Calling Diaspora Jews: שְׁמַע קוֹלֵֽנוּ

Never before have Israelis been so divided. Saturday night protests have become rituals canonized into the sacred task of saving Israel’s ‘democracy’ and rescuing the country from a crib-death at the hands of the current coalition.

That Israel’s judicial reform proposals—a topic barely mentioned in the November election campaigns–have been put forward as the government’s major legislative initiative opens up a portal into thinking not so much about the divisions between government and opposition but rather about the serious fragmentation within this proudly proclaimed right-wing coalition and about their disparate agendas.   If you think the word ‘fragmentation’ is an exaggeration, you might check out the range of rivalries and fractures among the ultra-orthodox political parties gearing up for October’s local elections. The coalition ruptures are even more extensive and apparent when the Likud is added to this mix.

Judicial reform  architects are clever enough to have designed a set of proposals that would have gained traction across the Knesset political spectrum, but they put forward a program bound to set off deeply felt hostility, precisely because it was purposely retrofitted away from a parliamentary consensus. Its purpose is to sustain coalition unity, the required prerequisite to passing laws that would never win popular support on their own.

There is no need to imagine the possibility of widespread agreement on judicial reforms as a herculean task. Such changes have already been undertaken successfully with the combined aim of curbing the power of the legal establishment and of diversifying it—with regard to gender, ethnicity, religious affiliation, and practice, and no less important, with regard to judicial philosophy.  Gideon Saar directed one effort when he was still active in the Likud as part of an earlier Netanyahu government. The second—more extensive—came from the work of Ayelet Shaked, as Justice Minister from 2015-2019. The judicial changes they introduced never disrupted ties with Supreme Court Justices; they never set off alarm bells nor did they elicit appeals by Israelis-on the left or on the right—for the intervention of Diaspora Jewry.  In the past eight months, statements coming from the Prime Minister, himself, have lent credence to the uncertainty about how this confrontation can end or be ended, because the clash itself is defined by both sides as a struggle over ‘democracy’ suggesting a gravitational pull against a broad-based agreement.

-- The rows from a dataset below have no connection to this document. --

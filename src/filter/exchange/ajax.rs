//! AJAX 交换客户端
//!
//! 以 Moodle 外部服务的 AJAX 协议调用远程过滤方法：
//!
//! ```text
//! POST {wwwroot}/lib/ajax/service.php?sesskey=..&info=filter_multilang2
//! [{"index":0,"methodname":"filter_multilang2","args":{"contextid":5,"data":["..."]}}]
//! ```
//!
//! 成功响应为 `[{"error":false,"data":["..."]}]`，失败时条目带有
//! `exception`；会话级失败（如 sesskey 失效）返回单个错误对象。

use futures::future::{FutureExt, LocalBoxFuture};
use serde::{Deserialize, Serialize};
use url::Url;

use super::{ContextId, Exchange};
use crate::filter::config::{constants, FilterConfig};
use crate::filter::error::{FilterError, FilterResult};

#[derive(Debug, Serialize)]
struct AjaxRequest<'a> {
    index: usize,
    methodname: &'a str,
    args: FilterArgs<'a>,
}

#[derive(Debug, Serialize)]
struct FilterArgs<'a> {
    contextid: &'a ContextId,
    data: &'a [String],
}

#[derive(Debug, Deserialize)]
struct AjaxResponse {
    error: bool,
    #[serde(default)]
    data: Option<serde_json::Value>,
    #[serde(default)]
    exception: Option<AjaxException>,
}

#[derive(Debug, Default, Deserialize)]
struct AjaxException {
    #[serde(default)]
    message: String,
    #[serde(default)]
    errorcode: String,
}

/// 基于 reqwest 的远程过滤客户端
#[derive(Debug, Clone)]
pub struct AjaxExchange {
    client: reqwest::Client,
    endpoint: Url,
    method_name: String,
}

impl AjaxExchange {
    pub fn new(wwwroot: &str, sesskey: &str, method_name: &str) -> FilterResult<Self> {
        let mut base = Url::parse(wwwroot)
            .map_err(|e| FilterError::ConfigError(format!("无效的站点地址 {}: {}", wwwroot, e)))?;
        if !base.path().ends_with('/') {
            let path = format!("{}/", base.path());
            base.set_path(&path);
        }

        let mut endpoint = base
            .join(constants::AJAX_SERVICE_PATH)
            .map_err(|e| FilterError::ConfigError(format!("无法构造服务地址: {}", e)))?;
        endpoint
            .query_pairs_mut()
            .append_pair("sesskey", sesskey)
            .append_pair("info", method_name);

        Ok(Self {
            client: reqwest::Client::new(),
            endpoint,
            method_name: method_name.to_string(),
        })
    }

    /// 从配置创建，要求 `wwwroot` 已设置
    pub fn from_config(config: &FilterConfig) -> FilterResult<Self> {
        let wwwroot = config
            .wwwroot
            .as_deref()
            .ok_or_else(|| FilterError::ConfigError("未配置 wwwroot".to_string()))?;
        let sesskey = config.sesskey.as_deref().unwrap_or_default();
        Self::new(wwwroot, sesskey, &config.method_name)
    }

    /// 使用自定义的 HTTP 客户端（代理、超时、Cookie 等）
    pub fn with_client(mut self, client: reqwest::Client) -> Self {
        self.client = client;
        self
    }

    pub fn endpoint(&self) -> &Url {
        &self.endpoint
    }

    async fn send(&self, context_id: &ContextId, payloads: Vec<String>) -> FilterResult<Vec<String>> {
        let body = [AjaxRequest {
            index: 0,
            methodname: &self.method_name,
            args: FilterArgs {
                contextid: context_id,
                data: &payloads,
            },
        }];

        tracing::debug!(
            "发送过滤请求: {} 项 -> {}",
            payloads.len(),
            self.endpoint.path()
        );

        let response = self
            .client
            .post(self.endpoint.clone())
            .json(&body)
            .send()
            .await?
            .error_for_status()?;

        let text = response.text().await?;
        parse_response(&text)
    }
}

impl Exchange for AjaxExchange {
    fn call<'a>(
        &'a self,
        context_id: &'a ContextId,
        payloads: Vec<String>,
    ) -> LocalBoxFuture<'a, FilterResult<Vec<String>>> {
        self.send(context_id, payloads).boxed_local()
    }
}

/// 解析服务端响应体
pub(crate) fn parse_response(body: &str) -> FilterResult<Vec<String>> {
    let value: serde_json::Value = serde_json::from_str(body)?;

    // 会话级失败返回单个对象而不是数组
    if let Some(object) = value.as_object() {
        let message = object
            .get("error")
            .and_then(|e| e.as_str())
            .unwrap_or("unknown error")
            .to_string();
        let errorcode = object
            .get("errorcode")
            .and_then(|e| e.as_str())
            .unwrap_or_default()
            .to_string();
        return Err(FilterError::RemoteError { errorcode, message });
    }

    let mut responses: Vec<AjaxResponse> = serde_json::from_value(value)?;
    if responses.is_empty() {
        return Err(FilterError::ParseError("响应为空数组".to_string()));
    }
    let first = responses.swap_remove(0);

    if first.error {
        let exception = first.exception.unwrap_or_default();
        return Err(FilterError::RemoteError {
            errorcode: exception.errorcode,
            message: exception.message,
        });
    }

    let data = first
        .data
        .ok_or_else(|| FilterError::ParseError("响应缺少 data 字段".to_string()))?;
    Ok(serde_json::from_value(data)?)
}

#[cfg(test)]
mod tests {
    use super::*;

    #[test]
    fn test_endpoint_construction() {
        let exchange = AjaxExchange::new("https://lms.example.org/moodle", "abc123", "filter_multilang2")
            .unwrap();
        assert_eq!(
            exchange.endpoint().as_str(),
            "https://lms.example.org/moodle/lib/ajax/service.php?sesskey=abc123&info=filter_multilang2"
        );
    }

    #[test]
    fn test_from_config_requires_wwwroot() {
        let config = FilterConfig::default();
        assert!(matches!(
            AjaxExchange::from_config(&config),
            Err(FilterError::ConfigError(_))
        ));
    }

    #[test]
    fn test_request_body_shape() {
        let payloads = vec!["Hello {mlang en}x{mlang}".to_string()];
        let body = [AjaxRequest {
            index: 0,
            methodname: "filter_multilang2",
            args: FilterArgs {
                contextid: &ContextId(12),
                data: &payloads,
            },
        }];
        let json = serde_json::to_value(&body).unwrap();
        assert_eq!(
            json,
            serde_json::json!([{
                "index": 0,
                "methodname": "filter_multilang2",
                "args": {"contextid": 12, "data": ["Hello {mlang en}x{mlang}"]}
            }])
        );
    }

    #[test]
    fn test_parse_success() {
        let data = parse_response(r#"[{"error":false,"data":["Hello","World"]}]"#).unwrap();
        assert_eq!(data, vec!["Hello".to_string(), "World".to_string()]);
    }

    #[test]
    fn test_parse_exception() {
        let err = parse_response(
            r#"[{"error":true,"exception":{"message":"Invalid parameter","errorcode":"invalidparameter"}}]"#,
        )
        .unwrap_err();
        match err {
            FilterError::RemoteError { errorcode, message } => {
                assert_eq!(errorcode, "invalidparameter");
                assert_eq!(message, "Invalid parameter");
            }
            other => panic!("unexpected: {:?}", other),
        }
    }

    #[test]
    fn test_parse_session_failure_and_garbage() {
        let err = parse_response(r#"{"error":"Your session has most likely timed out","errorcode":"servicerequireslogin"}"#)
            .unwrap_err();
        assert!(matches!(err, FilterError::RemoteError { .. }));

        assert!(matches!(
            parse_response("<html>oops</html>"),
            Err(FilterError::SerializationError(_))
        ));
        assert!(matches!(parse_response("[]"), Err(FilterError::ParseError(_))));
    }
}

The crowds filling Kaplan Square in Tel Aviv and public spaces in cities across the country are not deeply engaged in arguments about legal principles but rather about changes that essentially pull the rug out from under Israel’s foundational principles and the grounds for the legitimacy of a Jewish state.  Breach of contract—a slow methodical undoing of everything Israelis ever thought was true and took for granted propels them forward and into the streets. Are there grounds for the sense of crisis? I believe there are. The judicial overhaul is not, as the government claims, a stalking horse for invigorating democracy; it is, rather, a trojan horse that will eviscerate it. Let me offer an abbreviated list of the sources for this anxiety.

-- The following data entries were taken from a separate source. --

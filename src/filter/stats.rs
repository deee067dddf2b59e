//! 运行统计

use std::sync::atomic::{AtomicU64, Ordering};

use serde::Serialize;

/// 过滤器统计信息
///
/// 使用原子计数器，读取时通过 [`FilterStats::snapshot`] 获取一致的副本。
#[derive(Debug, Default)]
pub struct FilterStats {
    /// 入队的触发次数
    pub triggers_queued: AtomicU64,
    /// 因周期进行中而重新入队的触发次数
    pub triggers_requeued: AtomicU64,
    /// 开始的处理周期数
    pub cycles_started: AtomicU64,
    /// 收集结果为空而直接结束的周期数
    pub cycles_empty: AtomicU64,
    /// 发出的远程调用数
    pub exchanges_sent: AtomicU64,
    /// 失败的远程调用数
    pub exchanges_failed: AtomicU64,
    /// 写回的节点数
    pub nodes_updated: AtomicU64,
}

impl FilterStats {
    pub fn inc_triggers_queued(&self) {
        self.triggers_queued.fetch_add(1, Ordering::Relaxed);
    }

    pub fn inc_triggers_requeued(&self) {
        self.triggers_requeued.fetch_add(1, Ordering::Relaxed);
    }

    pub fn inc_cycles_started(&self) {
        self.cycles_started.fetch_add(1, Ordering::Relaxed);
    }

    pub fn inc_cycles_empty(&self) {
        self.cycles_empty.fetch_add(1, Ordering::Relaxed);
    }

    pub fn inc_exchanges_sent(&self) {
        self.exchanges_sent.fetch_add(1, Ordering::Relaxed);
    }

    pub fn inc_exchanges_failed(&self) {
        self.exchanges_failed.fetch_add(1, Ordering::Relaxed);
    }

    pub fn add_nodes_updated(&self, count: usize) {
        self.nodes_updated.fetch_add(count as u64, Ordering::Relaxed);
    }

    pub fn snapshot(&self) -> FilterStatsSnapshot {
        FilterStatsSnapshot {
            triggers_queued: self.triggers_queued.load(Ordering::Relaxed),
            triggers_requeued: self.triggers_requeued.load(Ordering::Relaxed),
            cycles_started: self.cycles_started.load(Ordering::Relaxed),
            cycles_empty: self.cycles_empty.load(Ordering::Relaxed),
            exchanges_sent: self.exchanges_sent.load(Ordering::Relaxed),
            exchanges_failed: self.exchanges_failed.load(Ordering::Relaxed),
            nodes_updated: self.nodes_updated.load(Ordering::Relaxed),
        }
    }
}

/// 统计快照
#[derive(Debug, Clone, Copy, Default, PartialEq, Eq, Serialize)]
pub struct FilterStatsSnapshot {
    pub triggers_queued: u64,
    pub triggers_requeued: u64,
    pub cycles_started: u64,
    pub cycles_empty: u64,
    pub exchanges_sent: u64,
    pub exchanges_failed: u64,
    pub nodes_updated: u64,
}

impl FilterStatsSnapshot {
    /// 平均每次远程调用服务的触发数
    pub fn triggers_per_exchange(&self) -> f64 {
        if self.exchanges_sent == 0 {
            0.0
        } else {
            self.triggers_queued as f64 / self.exchanges_sent as f64
        }
    }
}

Religious Zionism views its legislative dominance and management of critical ministries as the keys to expanding Jewish settlements across what it calls Judea and Samaria without due regard for international agreements signed by Israeli governments in the past or for the legal protections bestowed on private property today. This political party has explicitly abandoned the long-standing commitment of the Jewish state, however implicitly acknowledged, to sharing the land.

Scrambling well-established professional norms of conduct for police and army is Otzma Yehudit’s priority.  A political party comfortable with the vibes and vapors of a polemic hostile to Palestinians, its leader often lashes out in purposefully ambiguous language against Arabs and/or Muslims possessing Israeli citizenship.  The constant bellowing out of threatening rhetoric undermines Religious Zionist politics whose settlement enterprise requires a measure of stability that Otzma Yehudit views with disdain. To Otzma Yehudit—as well as to some Knesset Members in the Likud–any agreements brokered by security services with Palestinians means these institutions are in league with the enemy. Since Itamar Ben-Gvir became the Minister of National Security, the West Bank landscape is pockmarked with more terrorism against Jews and with more acts of vandalism, if not outright terrorism, committed by Jews.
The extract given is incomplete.